### PROBLEM DESCRIPTION
The entries shown below should be output exactly as they appear.

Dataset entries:
---

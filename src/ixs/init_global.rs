use anchor_lang::prelude::*;
use crate::{constants::GLOBAL_SEED, contexts::*, events::GlobalInitialized};

#[allow(clippy::too_many_arguments)]
pub fn init_global(
    ctx: Context<InitGlobal>,
    protocol_fee_bps: u16,
    pauser: Pubkey,
    fee_manager: Pubkey,
    governance: Pubkey,
    max_fee_bps: u16,
    dust_threshold: u64,
    creator_claim_lock_secs: i64,
) -> Result<()> {
    let global = &mut ctx.accounts.global;
    global.initialize(
        ctx.accounts.admin.key(),
        ctx.accounts.treasury.key(),
        GlobalParams {
            protocol_fee_bps,
            pauser,
            fee_manager,
            governance,
            max_fee_bps,
            dust_threshold,
            creator_claim_lock_secs,
        },
        ctx.bumps.global,
    )?;

    msg!(
        "Global initialized: protocol fee {} bps, cap {} bps",
        protocol_fee_bps,
        max_fee_bps
    );
    emit!(GlobalInitialized {
        admin: global.admin,
        protocol_fee_bps,
        max_fee_bps,
    });
    Ok(())
}

#[derive(Accounts)]
pub struct InitGlobal<'info> {
    #[account(
        init_if_needed,
        payer = admin,
        space = 8 + GlobalConfig::INIT_SPACE,
        seeds = [GLOBAL_SEED],
        bump
    )]
    pub global: Account<'info, GlobalConfig>,

    // Caller becomes admin
    #[account(mut)]
    pub admin: Signer<'info>,

    /// CHECK: wallet that owns treasury token accounts, only its key is stored
    pub treasury: UncheckedAccount<'info>,

    pub system_program: Program<'info, System>,
}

---

### RESPONSE TO THE EXERCISE
filename src/ixs/init_global.rs
use anchor_lang::prelude::*;
use crate::{constants::GLOBAL_SEED, contexts::*, events::GlobalInitialized};

#[allow(clippy::too_many_arguments)]
pub fn init_global(
    ctx: Context<InitGlobal>,
    protocol_fee_bps: u16,
    pauser: Pubkey,
    fee_manager: Pubkey,
    governance: Pubkey,
    max_fee_bps: u16,
    dust_threshold: u64,
    creator_claim_lock_secs: i64,
) -> Result<()> {
    let global = &mut ctx.accounts.global;
    global.initialize(
        ctx.accounts.admin.key(),
        ctx.accounts.treasury.key(),
        GlobalParams {
            protocol_fee_bps,
            pauser,
            fee_manager,
            governance,
            max_fee_bps,
            dust_threshold,
            creator_claim_lock_secs,
        },
        ctx.bumps.global,
    )?;

    msg!(
        "Global initialized: protocol fee {} bps, cap {} bps",
        protocol_fee_bps,
        max_fee_bps
    );
    emit!(GlobalInitialized {
        admin: global.admin,
        protocol_fee_bps,
        max_fee_bps,
    });
    Ok(())
}

#[derive(Accounts)]
pub struct InitGlobal<'info> {
    #[account(
        init_if_needed,
        payer = admin,
        space = 8 + GlobalConfig::INIT_SPACE,
        seeds = [GLOBAL_SEED],
        bump
    )]
    pub global: Account<'info, GlobalConfig>,

    // Caller becomes admin
    #[account(mut)]
    pub admin: Signer<'info>,

    /// CHECK: wallet that owns treasury token accounts, only its key is stored
    pub treasury: UncheckedAccount<'info>,

    pub system_program: Program<'info, System>,
}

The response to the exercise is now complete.